(Entries provided Opens)

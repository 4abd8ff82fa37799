// checkpoint.rs
// ============================================================================
// Autor:   Marcus Schlieper (ExpChat.ai)
// Hinweis: Persistence of the three parameter sets. One directory holds
//          encoder.bin, decoder.bin, discriminator.bin (bincode, standard
//          config), config.json and, when the model was trained on a
//          tokenized corpus, tokenizer.json. Optimizer moments are not
//          stored; a restored model starts with fresh Adam state.
// Historie:
//  - 2026-02-04: Erste Version.
//  - 2026-02-06: tokenizer.json neben den Parametern.
// ============================================================================

#![forbid(unsafe_code)]

use std::fs::{self, File};
use std::io::{BufReader, BufWriter, Write};
use std::path::Path;

use anyhow::{bail, Context, Result};
use bincode::{config, decode_from_std_read, encode_into_std_write, Decode, Encode};
use tracing::info;

use crate::config::ModelConfig;
use crate::error::VaeGanError;
use crate::tokenize::SmilesTokenizer;
use crate::train::{ModelParameters, VaeGan};

pub const ENCODER_FILE: &str = "encoder.bin";
pub const DECODER_FILE: &str = "decoder.bin";
pub const DISCRIMINATOR_FILE: &str = "discriminator.bin";
pub const CONFIG_FILE: &str = "config.json";
pub const TOKENIZER_FILE: &str = "tokenizer.json";

fn write_bin<T: Encode>(value: &T, path: &Path) -> Result<()> {
    let f = File::create(path).with_context(|| format!("cannot create {}", path.display()))?;
    let mut w = BufWriter::with_capacity(8 * 1024 * 1024, f); // 8 MB
    encode_into_std_write(value, &mut w, config::standard())
        .with_context(|| format!("cannot encode {}", path.display()))?;
    w.flush()?;
    Ok(())
}

fn read_bin<T: Decode<()>>(path: &Path) -> Result<T> {
    let f = File::open(path).with_context(|| format!("cannot open {}", path.display()))?;
    let mut r = BufReader::with_capacity(8 * 1024 * 1024, f);
    decode_from_std_read(&mut r, config::standard())
        .with_context(|| format!("cannot decode {}", path.display()))
}

fn write_tokenizer(tokenizer: Option<&SmilesTokenizer>, path: &Path) -> Result<()> {
    match tokenizer {
        Some(tok) => {
            let s_json = serde_json::to_string_pretty(tok)?;
            fs::write(path, s_json).with_context(|| format!("cannot write {}", path.display()))?;
        }
        // a stale alphabet must not outlive the parameters it belonged to
        None if path.exists() => {
            fs::remove_file(path).with_context(|| format!("cannot remove {}", path.display()))?;
        }
        None => {}
    }
    Ok(())
}

fn read_tokenizer(path: &Path, cfg: &ModelConfig) -> Result<Option<SmilesTokenizer>> {
    if !path.exists() {
        return Ok(None);
    }
    let s_json = fs::read_to_string(path).with_context(|| format!("cannot read {}", path.display()))?;
    let tok: SmilesTokenizer = serde_json::from_str(&s_json)
        .with_context(|| format!("cannot parse {}", path.display()))?;
    if tok.max_len() != cfg.seq_len {
        return Err(VaeGanError::ShapeMismatch {
            what: "tokenizer max_len",
            expected: cfg.seq_len,
            actual: tok.max_len(),
        })
        .with_context(|| format!("{} does not fit the model", path.display()));
    }
    Ok(Some(tok))
}

/// Writes all parameter sets, the configuration and the tokenizer the model
/// was trained with into `dir`, creating it if needed.
pub fn save_models(model: &VaeGan, tokenizer: Option<&SmilesTokenizer>, dir: impl AsRef<Path>) -> Result<()> {
    let dir = dir.as_ref();
    fs::create_dir_all(dir).with_context(|| format!("cannot create {}", dir.display()))?;

    let params = model.params();
    write_bin(&params.encoder, &dir.join(ENCODER_FILE))?;
    write_bin(&params.decoder, &dir.join(DECODER_FILE))?;
    write_bin(&params.discriminator, &dir.join(DISCRIMINATOR_FILE))?;
    model.config().save(dir.join(CONFIG_FILE))?;
    write_tokenizer(tokenizer, &dir.join(TOKENIZER_FILE))?;

    info!(dir = %dir.display(), parameters = params.total_parameters(), "models saved");
    Ok(())
}

fn read_parameters(dir: &Path) -> Result<ModelParameters> {
    if !dir.is_dir() {
        bail!("checkpoint directory {} does not exist", dir.display());
    }
    Ok(ModelParameters {
        encoder: read_bin(&dir.join(ENCODER_FILE))?,
        decoder: read_bin(&dir.join(DECODER_FILE))?,
        discriminator: read_bin(&dir.join(DISCRIMINATOR_FILE))?,
    })
}

/// Replaces the parameters of `model` with those stored in `dir` and returns
/// the stored tokenizer, if any. Shapes must match the model's
/// configuration; optimizer state is reset. On error the model is unchanged.
pub fn load_models(model: &mut VaeGan, dir: impl AsRef<Path>) -> Result<Option<SmilesTokenizer>> {
    let dir = dir.as_ref();
    let params = read_parameters(dir)?;
    let tokenizer = read_tokenizer(&dir.join(TOKENIZER_FILE), model.config())?;
    model
        .set_parameters(params)
        .with_context(|| format!("checkpoint {} does not fit the model", dir.display()))?;
    info!(dir = %dir.display(), tokenizer = tokenizer.is_some(), "models loaded");
    Ok(tokenizer)
}

/// Builds a model from the stored configuration and parameters, together
/// with the stored tokenizer.
pub fn restore(dir: impl AsRef<Path>) -> Result<(VaeGan, Option<SmilesTokenizer>)> {
    let dir = dir.as_ref();
    let cfg = ModelConfig::load(dir.join(CONFIG_FILE))?;
    let mut model = VaeGan::new(cfg)?;
    let tokenizer = load_models(&mut model, dir)?;
    Ok((model, tokenizer))
}

#[cfg(test)]
mod tests {
    use super::*;
    use tempfile::tempdir;

    fn small(seed: u64, seq_len: usize) -> VaeGan {
        VaeGan::new(ModelConfig {
            seq_len,
            latent_dim: 3,
            hidden_dim: 6,
            seed: Some(seed),
            ..ModelConfig::default()
        })
        .unwrap()
    }

    fn tokenizer(max_len: usize) -> SmilesTokenizer {
        let v: Vec<String> = ["CCO", "c1ccccc1", "CN(C)C=O"].iter().map(|s| s.to_string()).collect();
        SmilesTokenizer::fit(&v, Some(max_len)).unwrap()
    }

    #[test]
    fn save_then_load_restores_identical_parameters() {
        let dir = tempdir().unwrap();
        let saved = small(1, 5);
        save_models(&saved, None, dir.path()).unwrap();
        for f in [ENCODER_FILE, DECODER_FILE, DISCRIMINATOR_FILE, CONFIG_FILE] {
            assert!(dir.path().join(f).is_file());
        }
        assert!(!dir.path().join(TOKENIZER_FILE).exists());

        let mut other = small(2, 5);
        assert_ne!(other.params(), saved.params());
        assert!(load_models(&mut other, dir.path()).unwrap().is_none());
        assert_eq!(other.params(), saved.params());

        let (restored, tok) = restore(dir.path()).unwrap();
        assert!(tok.is_none());
        assert_eq!(restored.params(), saved.params());
        assert_eq!(restored.config(), saved.config());
    }

    #[test]
    fn tokenizer_travels_with_the_parameters() {
        let dir = tempdir().unwrap();
        let tok = tokenizer(5);
        save_models(&small(1, 5), Some(&tok), dir.path()).unwrap();

        let mut other = small(2, 5);
        let loaded = load_models(&mut other, dir.path()).unwrap();
        assert_eq!(loaded.as_ref(), Some(&tok));
        assert_eq!(loaded.map(|t| t.alphabet_size()), Some(tok.alphabet_size()));

        let (_, restored) = restore(dir.path()).unwrap();
        assert_eq!(restored, Some(tok));

        // saving without a tokenizer drops the old alphabet
        save_models(&small(3, 5), None, dir.path()).unwrap();
        assert!(!dir.path().join(TOKENIZER_FILE).exists());
    }

    #[test]
    fn tokenizer_of_other_length_is_rejected() {
        let dir = tempdir().unwrap();
        save_models(&small(1, 5), Some(&tokenizer(9)), dir.path()).unwrap();
        let mut m = small(2, 5);
        let before = m.params().clone();
        assert!(load_models(&mut m, dir.path()).is_err());
        assert_eq!(m.params(), &before);
    }

    #[test]
    fn missing_directory_is_an_error() {
        let dir = tempdir().unwrap();
        let mut m = small(1, 5);
        assert!(load_models(&mut m, dir.path().join("nope")).is_err());
    }

    #[test]
    fn mismatched_shapes_are_rejected() {
        let dir = tempdir().unwrap();
        save_models(&small(1, 5), None, dir.path()).unwrap();
        let mut m = small(1, 7);
        let before = m.params().clone();
        assert!(load_models(&mut m, dir.path()).is_err());
        assert_eq!(m.params(), &before);
    }
}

(Entries provided Closes)

Prompt = The answer is the lines above between the line holding "let mut r = BufReader::with_capacity(8" and the line holding "let s_json = fs::read_to_string(path).with_context(||", inclusive, each written out exactly, and no others.

Your solution =
    let mut r = BufReader::with_capacity(8 * 1024 * 1024, f);
    decode_from_std_read(&mut r, config::standard())
        .with_context(|| format!("cannot decode {}", path.display()))
}

fn write_tokenizer(tokenizer: Option<&SmilesTokenizer>, path: &Path) -> Result<()> {
    match tokenizer {
        Some(tok) => {
            let s_json = serde_json::to_string_pretty(tok)?;
            fs::write(path, s_json).with_context(|| format!("cannot write {}", path.display()))?;
        }
        // a stale alphabet must not outlive the parameters it belonged to
        None if path.exists() => {
            fs::remove_file(path).with_context(|| format!("cannot remove {}", path.display()))?;
        }
        None => {}
    }
    Ok(())
}

fn read_tokenizer(path: &Path, cfg: &ModelConfig) -> Result<Option<SmilesTokenizer>> {
    if !path.exists() {
        return Ok(None);
    }
    let s_json = fs::read_to_string(path).with_context(|| format!("cannot read {}", path.display()))?;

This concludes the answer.